Organisers of the London protest said 3,000 people had gathered to show people in Hong Kong "they are not alone".
Many carried umbrellas, the symbol of protests in the former British colony.
Thousands of people have taken to the streets in Hong Kong after China said it would vet candidates for a leadership election in 2017.
"We are out to tell people in Hong Kong you are not alone. There are many people standing together across the world," said Desmond Sham, one of the organisers.
The PhD student from the Hong Kong Overseas Alliance added: "We are just one of the actions of global solidarity."
Student demonstrators in Hong Kong have vowed to step up their mass pro-democracy protests if Chief Executive CY Leung does not resign by Thursday.

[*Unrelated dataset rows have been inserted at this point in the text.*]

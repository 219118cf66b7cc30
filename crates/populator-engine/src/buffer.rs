//! Growable record buffer with a read cursor.
//!
//! Bytes are appended at the fill position and records are carved off
//! the front. Layout of the backing block:
//!
//! ```text
//!   0        start                filled          capacity
//!   |consumed|  pending bytes       |  free  ...    |
//! ```
//!
//! [`compact`](RecordBuffer::compact) moves the pending bytes to offset 0.

use std::io::{self, Read};
use std::ops::Range;

use memchr::memmem;
use populator_arena::{Arena, ArenaError, Block};

/// Bytes kept free past the filled region for a terminator.
pub const TERMINATOR_SLACK: usize = 1;

/// Arena-backed byte buffer that yields delimited records.
pub struct RecordBuffer {
    /// `None` once a growth failure has discarded the buffer.
    block: Option<Block>,
    start: usize,
    filled: usize,
    /// Offset from which the next delimiter search resumes.
    scan: usize,
    arena: Arena,
}

impl RecordBuffer {
    /// Allocate a buffer of `capacity` bytes from `arena`.
    pub fn with_capacity(arena: Arena, capacity: usize) -> Result<Self, ArenaError> {
        let block = arena.allocate(capacity)?;
        Ok(Self {
            block: Some(block),
            start: 0,
            filled: 0,
            scan: 0,
            arena,
        })
    }

    /// Size of the backing block, or 0 after a growth failure.
    pub fn capacity(&self) -> usize {
        self.block.as_ref().map_or(0, Block::capacity)
    }

    /// Number of pending (unconsumed) bytes.
    pub fn len(&self) -> usize {
        self.filled - self.start
    }

    /// Whether no bytes are pending.
    pub fn is_empty(&self) -> bool {
        self.filled == self.start
    }

    /// End of the filled region.
    pub fn filled(&self) -> usize {
        self.filled
    }

    /// The pending bytes.
    pub fn pending(&self) -> &[u8] {
        match &self.block {
            Some(block) => &block.as_bytes()[self.start..self.filled],
            None => &[],
        }
    }

    /// Make room for `needed` more bytes past the filled region, growing
    /// the block by `growth` until it fits.
    ///
    /// Returns whether the block was reallocated. On failure the buffer
    /// is discarded and every later operation sees an empty buffer.
    pub fn reserve(&mut self, needed: usize, growth: f64) -> Result<bool, ArenaError> {
        let required = self.filled + needed;
        let capacity = self.capacity();
        if required <= capacity {
            return Ok(false);
        }
        let mut target = capacity.max(1);
        while target < required {
            let next = (target as f64 * growth).round() as usize;
            target = next.max(target + 1);
        }
        tracing::trace!(from = capacity, to = target, "growing record buffer");
        match self.arena.try_reallocate(self.block.take(), target) {
            Ok(block) => {
                self.block = Some(block);
                Ok(true)
            }
            Err(err) => {
                self.start = 0;
                self.filled = 0;
                self.scan = 0;
                Err(err)
            }
        }
    }

    /// Perform one read of at most `max` bytes into the free region.
    ///
    /// Interrupted reads are retried. Returns 0 at end of stream or when
    /// there is no free space.
    pub fn read_from<R: Read + ?Sized>(&mut self, reader: &mut R, max: usize) -> io::Result<usize> {
        let Some(block) = self.block.as_mut() else {
            return Ok(0);
        };
        let end = (self.filled + max).min(block.capacity());
        if end == self.filled {
            return Ok(0);
        }
        let n = loop {
            match reader.read(&mut block.as_bytes_mut()[self.filled..end]) {
                Ok(n) => break n,
                Err(err) if err.kind() == io::ErrorKind::Interrupted => continue,
                Err(err) => return Err(err),
            }
        };
        self.filled += n;
        self.terminate();
        Ok(n)
    }

    /// Append `bytes`, growing the block as needed.
    pub fn append(&mut self, bytes: &[u8], growth: f64) -> Result<(), ArenaError> {
        self.reserve(bytes.len() + TERMINATOR_SLACK, growth)?;
        if let Some(block) = self.block.as_mut() {
            block.as_bytes_mut()[self.filled..self.filled + bytes.len()].copy_from_slice(bytes);
            self.filled += bytes.len();
            self.terminate();
        }
        Ok(())
    }

    /// Whether the pending bytes end with `delim`.
    pub fn ends_with(&self, delim: &[u8]) -> bool {
        self.pending().ends_with(delim)
    }

    /// Carve the next record off the front.
    ///
    /// Returns the record's range (delimiter excluded) and advances past
    /// the delimiter, or `None` when no complete record is pending.
    pub fn next_record(&mut self, delim: &[u8]) -> Option<Range<usize>> {
        if delim.is_empty() {
            return None;
        }
        let block = self.block.as_ref()?;
        // A delimiter may straddle the previous scan boundary.
        let from = self
            .scan
            .saturating_sub(delim.len().saturating_sub(1))
            .max(self.start);
        let haystack = &block.as_bytes()[from..self.filled];
        match memmem::find(haystack, delim) {
            Some(pos) => {
                let record = self.start..from + pos;
                self.start = record.end + delim.len();
                self.scan = self.start;
                Some(record)
            }
            None => {
                self.scan = self.filled;
                None
            }
        }
    }

    /// Take every pending byte as one final record, delimiter or not.
    ///
    /// Returns `None` when nothing is pending.
    pub fn finish(&mut self) -> Option<Range<usize>> {
        if self.is_empty() {
            return None;
        }
        let record = self.start..self.filled;
        self.start = self.filled;
        self.scan = self.filled;
        Some(record)
    }

    /// Bytes of a range returned by [`next_record`](Self::next_record).
    pub fn record(&self, range: Range<usize>) -> &[u8] {
        match &self.block {
            Some(block) => &block.as_bytes()[range],
            None => &[],
        }
    }

    /// Move the pending bytes to the front of the block.
    pub fn compact(&mut self) {
        if self.start == 0 {
            return;
        }
        if let Some(block) = self.block.as_mut() {
            block
                .as_bytes_mut()
                .copy_within(self.start..self.filled, 0);
        }
        self.filled -= self.start;
        self.scan -= self.start;
        self.start = 0;
        self.terminate();
    }

    fn terminate(&mut self) {
        if let Some(block) = self.block.as_mut() {
            if self.filled < block.capacity() {
                block.as_bytes_mut()[self.filled] = 0;
            }
        }
    }
}

impl std::fmt::Debug for RecordBuffer {
    fn fmt(&self, f: &mut std::fmt::Formatter<'_>) -> std::fmt::Result {
        f.debug_struct("RecordBuffer")
            .field("capacity", &self.capacity())
            .field("start", &self.start)
            .field("filled", &self.filled)
            .finish()
    }
}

Protests continued on the streets on Wednesday - China's national day - with thousands remaining camped out at the main protest sites as evening fell.
Ex-Governor Chris Patten accused China of breaching commitments it made to Hong Kong before taking over sovereignty from the UK in 1997.
At the scene: Nick Eardley, BBC News
They may have been 6,000 miles apart, but Wednesday's protest in London shared many of the characteristics of the movement in Hong Kong.
Many of the demonstrators outside the Chinese embassy were young and recorded the scenes on their mobile phones.
Many held aloft yellow umbrellas, the powerful symbol that has earned the movement in the former colony the nickname the umbrella revolution. Others carried placards and banners demanding "Democracy by 2017" - the year the next chief executive is due to be elected.
Among those gathered were expats from Hong Kong and others here studying. One protester told stories of family members who were on the streets at home. Another said this was her last night in London before leaving for home to join the protesters.
All spoke passionately about the prospects for democracy in the former British colony and their hopes for the future. And they were clear in their intention - to show people in Hong Kong that they had international support.
Meanwhile, in London, organisers said the turnout had "exceeded expectations". Portland Place has been partly closed by the protest.
Ellen Or, 49, who studies in London but is returning to Hong Kong on Thursday to join the protests there, said she was demonstrating "for the future of Hong Kong".
She added: "This will give support to them and let them know they are not alone."
Bill Hung, 30, is also from the former colony. He said his brother had been involved in the protests in Hong Kong.
"The world is watching. The UK is behind Hong Kong, universal suffrage and real democracy," he added.
Yao Liao, originally from Taiwan but also living in London, said: "I want them to know people in Taiwan support them."